Data section:
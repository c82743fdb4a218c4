//! End-to-end tests of the HTTP surface with stubbed inference and storage.

use std::io::Cursor;
use std::sync::Arc;

use async_trait::async_trait;
use axum::body::Body;
use axum::http::{header, Method, Request, StatusCode};
use axum::Router;
use faceauth_core::Embedding;
use faceauthd::engine::{EngineError, FaceEmbedder};
use faceauthd::router::router;
use faceauthd::store::{EmbeddingStore, StoreError, StoredEmbeddingRow};
use http_body_util::BodyExt; // for `collect`
use image::RgbImage;
use serde_json::{json, Value};
use tower::ServiceExt; // for `oneshot`

const TEST_THRESHOLD: f32 = 0.45;
const TEST_BODY_LIMIT: usize = 1024 * 1024;

/// Embedder stub: returns a fixed embedding, or reports no detected face.
struct StubEmbedder {
    values: Option<Vec<f32>>,
}

impl StubEmbedder {
    fn fixed(values: Vec<f32>) -> Arc<Self> {
        Arc::new(StubEmbedder {
            values: Some(values),
        })
    }

    fn no_face() -> Arc<Self> {
        Arc::new(StubEmbedder { values: None })
    }
}

#[async_trait]
impl FaceEmbedder for StubEmbedder {
    async fn embed(&self, _image: RgbImage) -> Result<Embedding, EngineError> {
        match &self.values {
            Some(values) => Ok(Embedding {
                values: values.clone(),
                model_version: None,
            }),
            None => Err(EngineError::NoFaceDetected),
        }
    }
}

/// Store stub: serves rows from memory, preserving insertion order.
struct StubStore {
    rows: Vec<StoredEmbeddingRow>,
}

impl StubStore {
    fn with_rows(rows: Vec<(i64, &str, &str)>) -> Arc<Self> {
        Arc::new(StubStore {
            rows: rows
                .into_iter()
                .map(|(id, user_id, embedding)| StoredEmbeddingRow {
                    id,
                    user_id: user_id.into(),
                    embedding: embedding.into(),
                })
                .collect(),
        })
    }

    fn empty() -> Arc<Self> {
        Arc::new(StubStore { rows: Vec::new() })
    }
}

#[async_trait]
impl EmbeddingStore for StubStore {
    async fn fetch_all(&self) -> Result<Vec<StoredEmbeddingRow>, StoreError> {
        Ok(self.rows.clone())
    }
}

fn test_router(embedder: Arc<dyn FaceEmbedder>, store: Arc<dyn EmbeddingStore>) -> Router {
    router(embedder, store, TEST_THRESHOLD, TEST_BODY_LIMIT)
}

/// A tiny valid PNG for requests that must get past image decoding.
fn tiny_png() -> Vec<u8> {
    let img = RgbImage::from_pixel(4, 4, image::Rgb([90, 120, 150]));
    let mut out = Cursor::new(Vec::new());
    img.write_to(&mut out, image::ImageFormat::Png).unwrap();
    out.into_inner()
}

const BOUNDARY: &str = "testboundary";

fn multipart_body(fields: &[(&str, &[u8])]) -> Vec<u8> {
    let mut body = Vec::new();
    for (name, data) in fields {
        body.extend_from_slice(format!("--{BOUNDARY}\r\n").as_bytes());
        body.extend_from_slice(
            format!("Content-Disposition: form-data; name=\"{name}\"; filename=\"{name}.png\"\r\n")
                .as_bytes(),
        );
        body.extend_from_slice(b"Content-Type: application/octet-stream\r\n\r\n");
        body.extend_from_slice(data);
        body.extend_from_slice(b"\r\n");
    }
    body.extend_from_slice(format!("--{BOUNDARY}--\r\n").as_bytes());
    body
}

fn multipart_request(path: &str, fields: &[(&str, &[u8])]) -> Request<Body> {
    Request::builder()
        .method(Method::POST)
        .uri(path)
        .header(
            header::CONTENT_TYPE,
            format!("multipart/form-data; boundary={BOUNDARY}"),
        )
        .body(Body::from(multipart_body(fields)))
        .unwrap()
}

async fn response_json(response: axum::response::Response) -> Value {
    let bytes = response.into_body().collect().await.unwrap().to_bytes();
    serde_json::from_slice(&bytes).unwrap()
}

#[tokio::test]
async fn missing_image_field_is_rejected_on_both_endpoints() {
    for path in ["/generate-embedding", "/verify-face"] {
        let app = test_router(StubEmbedder::fixed(vec![1.0, 0.0]), StubStore::empty());
        let response = app
            .oneshot(multipart_request(path, &[("note", b"no image here")]))
            .await
            .unwrap();

        assert_eq!(response.status(), StatusCode::BAD_REQUEST, "{path}");
        assert_eq!(
            response_json(response).await,
            json!({"error": "No image uploaded"}),
            "{path}"
        );
    }
}

#[tokio::test]
async fn non_multipart_request_is_rejected_as_missing_image() {
    let app = test_router(StubEmbedder::fixed(vec![1.0, 0.0]), StubStore::empty());
    let request = Request::builder()
        .method(Method::POST)
        .uri("/generate-embedding")
        .header(header::CONTENT_TYPE, "application/json")
        .body(Body::from(r#"{"image": "zm9v"}"#))
        .unwrap();

    let response = app.oneshot(request).await.unwrap();

    assert_eq!(response.status(), StatusCode::BAD_REQUEST);
    assert_eq!(
        response_json(response).await,
        json!({"error": "No image uploaded"})
    );
}

#[tokio::test]
async fn no_face_detected_is_rejected_on_both_endpoints() {
    for path in ["/generate-embedding", "/verify-face"] {
        let app = test_router(StubEmbedder::no_face(), StubStore::empty());
        let response = app
            .oneshot(multipart_request(path, &[("image", &tiny_png())]))
            .await
            .unwrap();

        assert_eq!(response.status(), StatusCode::BAD_REQUEST, "{path}");
        assert_eq!(
            response_json(response).await,
            json!({"error": "No face detected"}),
            "{path}"
        );
    }
}

#[tokio::test]
async fn generate_embedding_returns_the_raw_vector() {
    let app = test_router(
        StubEmbedder::fixed(vec![0.25, -0.5, 0.125]),
        StubStore::empty(),
    );
    let response = app
        .oneshot(multipart_request("/generate-embedding", &[("image", &tiny_png())]))
        .await
        .unwrap();

    assert_eq!(response.status(), StatusCode::OK);
    assert_eq!(response_json(response).await, json!([0.25, -0.5, 0.125]));
}

#[tokio::test]
async fn verify_matches_identical_stored_embedding() {
    let app = test_router(
        StubEmbedder::fixed(vec![0.6, 0.8]),
        StubStore::with_rows(vec![(1, "alice", "[0.6, 0.8]")]),
    );
    let response = app
        .oneshot(multipart_request("/verify-face", &[("image", &tiny_png())]))
        .await
        .unwrap();

    assert_eq!(response.status(), StatusCode::OK);
    assert_eq!(response_json(response).await, json!({"userId": "alice"}));
}

#[tokio::test]
async fn verify_rejects_when_nothing_is_close_enough() {
    let app = test_router(
        StubEmbedder::fixed(vec![1.0, 0.0]),
        StubStore::with_rows(vec![(1, "alice", "[-1.0, 0.0]"), (2, "bob", "[0.0, 1.0]")]),
    );
    let response = app
        .oneshot(multipart_request("/verify-face", &[("image", &tiny_png())]))
        .await
        .unwrap();

    assert_eq!(response.status(), StatusCode::UNAUTHORIZED);
    assert_eq!(
        response_json(response).await,
        json!({"error": "No matching user"})
    );
}

#[tokio::test]
async fn verify_rejects_on_empty_table() {
    let app = test_router(StubEmbedder::fixed(vec![1.0, 0.0]), StubStore::empty());
    let response = app
        .oneshot(multipart_request("/verify-face", &[("image", &tiny_png())]))
        .await
        .unwrap();

    assert_eq!(response.status(), StatusCode::UNAUTHORIZED);
}

#[tokio::test]
async fn verify_answers_with_first_match_not_closest() {
    // alice is within threshold at distance 0.3; bob is an exact match at
    // distance 0. Scan order wins: the response names alice.
    let app = test_router(
        StubEmbedder::fixed(vec![1.0, 0.0]),
        StubStore::with_rows(vec![(1, "alice", "[1.0, 0.3]"), (2, "bob", "[1.0, 0.0]")]),
    );
    let response = app
        .oneshot(multipart_request("/verify-face", &[("image", &tiny_png())]))
        .await
        .unwrap();

    assert_eq!(response.status(), StatusCode::OK);
    assert_eq!(response_json(response).await, json!({"userId": "alice"}));
}

#[tokio::test]
async fn verify_fails_on_malformed_stored_embedding() {
    let app = test_router(
        StubEmbedder::fixed(vec![1.0, 0.0]),
        StubStore::with_rows(vec![(1, "alice", "__import__('os')")]),
    );
    let response = app
        .oneshot(multipart_request("/verify-face", &[("image", &tiny_png())]))
        .await
        .unwrap();

    assert_eq!(response.status(), StatusCode::INTERNAL_SERVER_ERROR);
}

#[tokio::test]
async fn verify_fails_on_dimension_mismatch() {
    let app = test_router(
        StubEmbedder::fixed(vec![1.0, 0.0]),
        StubStore::with_rows(vec![(1, "alice", "[1.0, 0.0, 0.0]")]),
    );
    let response = app
        .oneshot(multipart_request("/verify-face", &[("image", &tiny_png())]))
        .await
        .unwrap();

    assert_eq!(response.status(), StatusCode::INTERNAL_SERVER_ERROR);
}

#[tokio::test]
async fn malformed_stored_row_after_the_match_is_ignored() {
    let app = test_router(
        StubEmbedder::fixed(vec![1.0, 0.0]),
        StubStore::with_rows(vec![(1, "alice", "[1.0, 0.0]"), (2, "bob", "not json")]),
    );
    let response = app
        .oneshot(multipart_request("/verify-face", &[("image", &tiny_png())]))
        .await
        .unwrap();

    assert_eq!(response.status(), StatusCode::OK);
    assert_eq!(response_json(response).await, json!({"userId": "alice"}));
}

#[tokio::test]
async fn corrupt_image_bytes_are_an_internal_fault() {
    let app = test_router(StubEmbedder::fixed(vec![1.0, 0.0]), StubStore::empty());
    let response = app
        .oneshot(multipart_request(
            "/generate-embedding",
            &[("image", b"definitely not an image")],
        ))
        .await
        .unwrap();

    assert_eq!(response.status(), StatusCode::INTERNAL_SERVER_ERROR);
}

#[tokio::test]
async fn oversized_body_is_refused() {
    let app = router(
        StubEmbedder::fixed(vec![1.0, 0.0]),
        StubStore::empty(),
        TEST_THRESHOLD,
        64, // tiny limit
    );
    let response = app
        .oneshot(multipart_request(
            "/generate-embedding",
            &[("image", &[0u8; 4096])],
        ))
        .await
        .unwrap();

    assert_eq!(response.status(), StatusCode::PAYLOAD_TOO_LARGE);
}

#[tokio::test]
async fn cors_preflight_is_permissive() {
    let app = test_router(StubEmbedder::fixed(vec![1.0, 0.0]), StubStore::empty());
    let request = Request::builder()
        .method(Method::OPTIONS)
        .uri("/verify-face")
        .header(header::ORIGIN, "http://enroll.example")
        .header(header::ACCESS_CONTROL_REQUEST_METHOD, "POST")
        .body(Body::empty())
        .unwrap();

    let response = app.oneshot(request).await.unwrap();

    assert_eq!(response.status(), StatusCode::OK);
    assert_eq!(
        response
            .headers()
            .get(header::ACCESS_CONTROL_ALLOW_ORIGIN)
            .and_then(|v| v.to_str().ok()),
        Some("http://enroll.example")
    );
}

#[tokio::test]
async fn liveness_route_answers() {
    let app = test_router(StubEmbedder::fixed(vec![1.0, 0.0]), StubStore::empty());
    let response = app
        .oneshot(
            Request::builder()
                .uri("/_liveness")
                .body(Body::empty())
                .unwrap(),
        )
        .await
        .unwrap();

    assert_eq!(response.status(), StatusCode::OK);
}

Your goal: Only one span is wanted. It runs from the first line of the listing through the line with "use axum::Router;", and each line must match exactly.

Output of the exercise:
repository c82743fdb4a218c4
//! End-to-end tests of the HTTP surface with stubbed inference and storage.

use std::io::Cursor;
use std::sync::Arc;

use async_trait::async_trait;
use axum::body::Body;
use axum::http::{header, Method, Request, StatusCode};
use axum::Router;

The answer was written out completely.